[Stored data entries]
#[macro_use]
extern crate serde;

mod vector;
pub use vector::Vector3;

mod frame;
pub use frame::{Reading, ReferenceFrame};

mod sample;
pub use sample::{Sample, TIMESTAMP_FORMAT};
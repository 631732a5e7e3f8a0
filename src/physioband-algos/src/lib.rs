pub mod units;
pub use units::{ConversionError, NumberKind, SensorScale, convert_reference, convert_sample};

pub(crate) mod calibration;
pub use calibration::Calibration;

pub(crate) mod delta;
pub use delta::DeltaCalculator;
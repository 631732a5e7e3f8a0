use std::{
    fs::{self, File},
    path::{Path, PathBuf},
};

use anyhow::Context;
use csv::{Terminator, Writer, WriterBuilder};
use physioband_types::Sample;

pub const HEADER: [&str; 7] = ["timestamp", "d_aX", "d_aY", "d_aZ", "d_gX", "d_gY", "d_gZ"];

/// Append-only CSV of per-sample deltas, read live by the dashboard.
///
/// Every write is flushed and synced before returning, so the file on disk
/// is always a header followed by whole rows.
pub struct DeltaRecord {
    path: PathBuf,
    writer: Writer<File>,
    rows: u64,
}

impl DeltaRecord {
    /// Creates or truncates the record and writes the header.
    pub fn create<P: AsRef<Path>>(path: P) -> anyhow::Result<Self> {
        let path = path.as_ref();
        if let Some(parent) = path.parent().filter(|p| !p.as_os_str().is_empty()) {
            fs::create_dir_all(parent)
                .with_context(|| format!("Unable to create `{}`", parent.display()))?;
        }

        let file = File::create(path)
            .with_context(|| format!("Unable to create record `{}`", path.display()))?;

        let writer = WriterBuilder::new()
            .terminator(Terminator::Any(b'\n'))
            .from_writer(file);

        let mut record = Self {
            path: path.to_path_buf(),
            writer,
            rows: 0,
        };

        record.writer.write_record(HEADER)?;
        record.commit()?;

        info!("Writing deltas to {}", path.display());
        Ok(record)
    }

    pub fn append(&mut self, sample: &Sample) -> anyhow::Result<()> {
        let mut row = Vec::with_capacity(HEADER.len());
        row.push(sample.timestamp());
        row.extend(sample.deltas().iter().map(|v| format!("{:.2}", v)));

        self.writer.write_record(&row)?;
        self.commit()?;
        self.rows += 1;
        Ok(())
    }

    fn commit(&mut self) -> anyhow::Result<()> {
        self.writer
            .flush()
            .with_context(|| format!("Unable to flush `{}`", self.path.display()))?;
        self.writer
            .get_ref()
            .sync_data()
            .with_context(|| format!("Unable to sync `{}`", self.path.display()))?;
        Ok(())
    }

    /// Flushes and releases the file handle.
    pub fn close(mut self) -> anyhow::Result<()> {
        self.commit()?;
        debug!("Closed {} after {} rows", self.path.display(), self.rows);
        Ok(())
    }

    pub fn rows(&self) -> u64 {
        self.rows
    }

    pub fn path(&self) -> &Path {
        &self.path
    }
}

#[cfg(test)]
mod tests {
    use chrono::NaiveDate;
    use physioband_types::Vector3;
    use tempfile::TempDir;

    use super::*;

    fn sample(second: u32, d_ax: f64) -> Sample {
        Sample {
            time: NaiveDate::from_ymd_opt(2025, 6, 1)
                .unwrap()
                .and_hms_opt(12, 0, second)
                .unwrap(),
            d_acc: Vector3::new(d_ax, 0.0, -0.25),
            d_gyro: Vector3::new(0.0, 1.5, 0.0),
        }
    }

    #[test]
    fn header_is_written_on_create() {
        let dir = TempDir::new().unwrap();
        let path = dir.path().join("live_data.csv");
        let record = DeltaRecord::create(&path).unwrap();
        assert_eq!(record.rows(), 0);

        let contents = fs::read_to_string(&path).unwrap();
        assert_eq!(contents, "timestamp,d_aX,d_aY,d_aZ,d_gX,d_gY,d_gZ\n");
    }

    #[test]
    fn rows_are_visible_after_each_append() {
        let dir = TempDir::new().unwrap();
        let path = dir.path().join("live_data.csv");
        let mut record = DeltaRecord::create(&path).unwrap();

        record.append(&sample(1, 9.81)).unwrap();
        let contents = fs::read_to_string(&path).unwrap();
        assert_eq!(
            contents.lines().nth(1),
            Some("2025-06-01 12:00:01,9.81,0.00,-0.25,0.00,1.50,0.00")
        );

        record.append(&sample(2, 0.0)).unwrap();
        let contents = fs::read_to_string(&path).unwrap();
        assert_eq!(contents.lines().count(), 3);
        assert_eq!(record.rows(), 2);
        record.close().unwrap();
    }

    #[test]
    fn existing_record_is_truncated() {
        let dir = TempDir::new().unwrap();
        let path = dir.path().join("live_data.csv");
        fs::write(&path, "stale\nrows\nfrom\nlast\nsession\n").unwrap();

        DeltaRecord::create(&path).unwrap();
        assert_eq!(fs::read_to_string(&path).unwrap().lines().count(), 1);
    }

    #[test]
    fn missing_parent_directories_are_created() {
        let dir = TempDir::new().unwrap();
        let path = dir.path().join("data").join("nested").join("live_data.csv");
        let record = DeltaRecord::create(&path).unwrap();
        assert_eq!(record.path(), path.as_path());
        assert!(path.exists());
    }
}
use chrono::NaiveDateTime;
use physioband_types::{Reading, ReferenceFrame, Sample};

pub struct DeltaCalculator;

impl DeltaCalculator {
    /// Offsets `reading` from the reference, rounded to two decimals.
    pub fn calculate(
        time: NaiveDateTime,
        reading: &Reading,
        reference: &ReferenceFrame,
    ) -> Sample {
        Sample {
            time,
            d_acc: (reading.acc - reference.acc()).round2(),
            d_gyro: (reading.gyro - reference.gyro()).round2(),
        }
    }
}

#### [Brief]
An exact copy of the lines above, from the one containing "fs::create_dir_all(parent)" down to the one containing "self.rows += 1;" and including both, is the whole answer; retype it and nothing else.

#### [Completed task]
            fs::create_dir_all(parent)
                .with_context(|| format!("Unable to create `{}`", parent.display()))?;
        }

        let file = File::create(path)
            .with_context(|| format!("Unable to create record `{}`", path.display()))?;

        let writer = WriterBuilder::new()
            .terminator(Terminator::Any(b'\n'))
            .from_writer(file);

        let mut record = Self {
            path: path.to_path_buf(),
            writer,
            rows: 0,
        };

        record.writer.write_record(HEADER)?;
        record.commit()?;

        info!("Writing deltas to {}", path.display());
        Ok(record)
    }

    pub fn append(&mut self, sample: &Sample) -> anyhow::Result<()> {
        let mut row = Vec::with_capacity(HEADER.len());
        row.push(sample.timestamp());
        row.extend(sample.deltas().iter().map(|v| format!("{:.2}", v)));

        self.writer.write_record(&row)?;
        self.commit()?;
        self.rows += 1;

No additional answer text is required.